Tudo o que possa ser feito para melhorar o processo de coordenação no terreno é realmente importante…Basicamente, este sistema de coordenação e resolução de conflitos não está a funcionar adequadamente e não há razão para que não o possa fazer. Usamos este sistema em outras partes do mundo… Deveria poder funcionar aqui, só não está sendo respeitado no momento e precisamos que seja respeitado para garantir a nossa segurança, mas também a segurança das pessoas que servimos.
É claro que é perigoso, mas para mim os atrasos que enfrentamos são um problema enorme. No final das contas, a nossa função é entregar a ajuda e são os atrasos que nos impedem de entregar a ajuda.

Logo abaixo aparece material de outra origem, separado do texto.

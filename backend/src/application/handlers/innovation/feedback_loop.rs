//! FeedbackLoopHandler - Customer feedback rounds and iteration history.

use serde::Serialize;
use serde_json::json;
use std::sync::Arc;
use tracing::info;

use crate::application::handlers::to_partial;
use crate::domain::foundation::{DomainError, ProjectId, Timestamp, ValidationError};
use crate::domain::project::{FeedbackEntry, FeedbackLog, FeedbackSource, ProjectDocument};
use crate::ports::ProjectRepository;

#[derive(Debug, Clone)]
pub struct AddFeedbackCommand {
    pub project_id: ProjectId,
    pub source: FeedbackSource,
    pub comment: String,
    /// 1 to 5.
    pub rating: u8,
}

/// Feedback log plus the iteration schedule derived from it.
#[derive(Debug, Clone, PartialEq, Serialize)]
#[serde(rename_all = "camelCase")]
pub struct FeedbackLoopView {
    pub feedback: FeedbackLog,
    pub last_iteration_date: Option<Timestamp>,
    pub recommended_next_iteration: Timestamp,
}

impl FeedbackLoopView {
    fn of(feedback: FeedbackLog, now: Timestamp) -> Self {
        Self {
            last_iteration_date: feedback.last_iteration_date(),
            recommended_next_iteration: feedback.recommended_next_iteration(now),
            feedback,
        }
    }
}

pub struct FeedbackLoopHandler {
    repository: Arc<dyn ProjectRepository>,
}

impl FeedbackLoopHandler {
    pub fn new(repository: Arc<dyn ProjectRepository>) -> Self {
        Self { repository }
    }

    pub async fn view(&self, project_id: &ProjectId) -> Result<FeedbackLoopView, DomainError> {
        let document = self.repository.get(project_id).await?;
        Ok(FeedbackLoopView::of(document.feedback(), Timestamp::now()))
    }

    /// Adds an entry at the head of the current round.
    pub async fn add_feedback(&self, cmd: AddFeedbackCommand) -> Result<FeedbackLoopView, DomainError> {
        let now = Timestamp::now();
        let entry = FeedbackEntry::new(cmd.source, cmd.comment, cmd.rating, now)?;

        let document = self.repository.get(&cmd.project_id).await?;
        let feedback = document.feedback().with_feedback(entry)?;

        let stored = self.store(&cmd.project_id, &feedback).await?;
        Ok(FeedbackLoopView::of(stored.feedback(), now))
    }

    /// Closes the current round into the iteration history.
    ///
    /// Requires at least one entry in the current round.
    pub async fn start_new_iteration(
        &self,
        project_id: &ProjectId,
    ) -> Result<FeedbackLoopView, DomainError> {
        let now = Timestamp::now();
        let document = self.repository.get(project_id).await?;
        let current = document.feedback();
        if current.current_feedbacks.is_empty() {
            return Err(ValidationError::empty_field("feedback.currentFeedbacks").into());
        }

        let feedback = current.start_new_iteration(now);
        let stored = self.store(project_id, &feedback).await?;
        info!(
            project_id = %project_id,
            iterations = stored.feedback().iterations.len(),
            "Feedback iteration closed"
        );
        Ok(FeedbackLoopView::of(stored.feedback(), now))
    }

    async fn store(
        &self,
        project_id: &ProjectId,
        feedback: &FeedbackLog,
    ) -> Result<ProjectDocument, DomainError> {
        let partial = json!({ "innovation": { "feedback": to_partial(feedback)? } });
        self.repository.update(project_id, partial).await
    }
}

#[cfg(test)]
mod tests {
    use super::*;
    use crate::application::handlers::test_support::seeded;
    use crate::domain::foundation::ErrorCode;
    use crate::domain::project::ITERATION_INTERVAL_DAYS;

    fn feedback(project_id: &ProjectId, comment: &str, rating: u8) -> AddFeedbackCommand {
        AddFeedbackCommand {
            project_id: project_id.clone(),
            source: FeedbackSource::Marketplace,
            comment: comment.into(),
            rating,
        }
    }

    #[tokio::test]
    async fn newest_feedback_comes_first() {
        let (store, id) = seeded().await;
        let handler = FeedbackLoopHandler::new(store);

        handler.add_feedback(feedback(&id, "Enak", 5)).await.unwrap();
        let view = handler.add_feedback(feedback(&id, "Terlalu manis", 3)).await.unwrap();

        let comments: Vec<&str> = view
            .feedback
            .current_feedbacks
            .iter()
            .map(|f| f.comment.as_str())
            .collect();
        assert_eq!(comments, vec!["Terlalu manis", "Enak"]);
    }

    #[tokio::test]
    async fn rating_out_of_range_is_rejected() {
        let (store, id) = seeded().await;
        let handler = FeedbackLoopHandler::new(store);
        for rating in [0, 6] {
            let err = handler.add_feedback(feedback(&id, "Hmm", rating)).await.unwrap_err();
            assert_eq!(err.code, ErrorCode::ValidationFailed);
        }
    }

    #[tokio::test]
    async fn new_iteration_snapshots_and_clears_current() {
        let (store, id) = seeded().await;
        let handler = FeedbackLoopHandler::new(store);
        handler.add_feedback(feedback(&id, "Enak", 5)).await.unwrap();

        let view = handler.start_new_iteration(&id).await.unwrap();

        assert!(view.feedback.current_feedbacks.is_empty());
        assert_eq!(view.feedback.iterations.len(), 1);
        assert_eq!(view.feedback.iterations[0].feedbacks()[0].comment, "Enak");
        let last = view.last_iteration_date.unwrap();
        assert_eq!(
            view.recommended_next_iteration,
            last.add_days(ITERATION_INTERVAL_DAYS)
        );
    }

    #[tokio::test]
    async fn empty_round_cannot_be_closed() {
        let (store, id) = seeded().await;
        let err = FeedbackLoopHandler::new(store)
            .start_new_iteration(&id)
            .await
            .unwrap_err();
        assert_eq!(err.code, ErrorCode::ValidationFailed);
    }

    #[tokio::test]
    async fn schedule_without_history_starts_from_now() {
        let (store, id) = seeded().await;
        let before = Timestamp::now();
        let view = FeedbackLoopHandler::new(store).view(&id).await.unwrap();
        assert!(view.last_iteration_date.is_none());
        assert!(!view.recommended_next_iteration.is_before(&before.add_days(ITERATION_INTERVAL_DAYS)));
    }
}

Tem havido muita conversa ultimamente sobre os perigos que os trabalhadores humanitários enfrentam em Gaza, mas somos algumas das pessoas mais seguras e protegidas na Faixa de Gaza. Os ferimentos que tenho visto nos hospitais são horríveis, especialmente em crianças, com ferimentos de bala, ferimentos de vidro, amputações, ossos quebrados e tantos ferimentos de guerra. É um lembrete importante de que quando falamos de segurança, estamos também a falar da segurança do povo palestiniano, incluindo as crianças.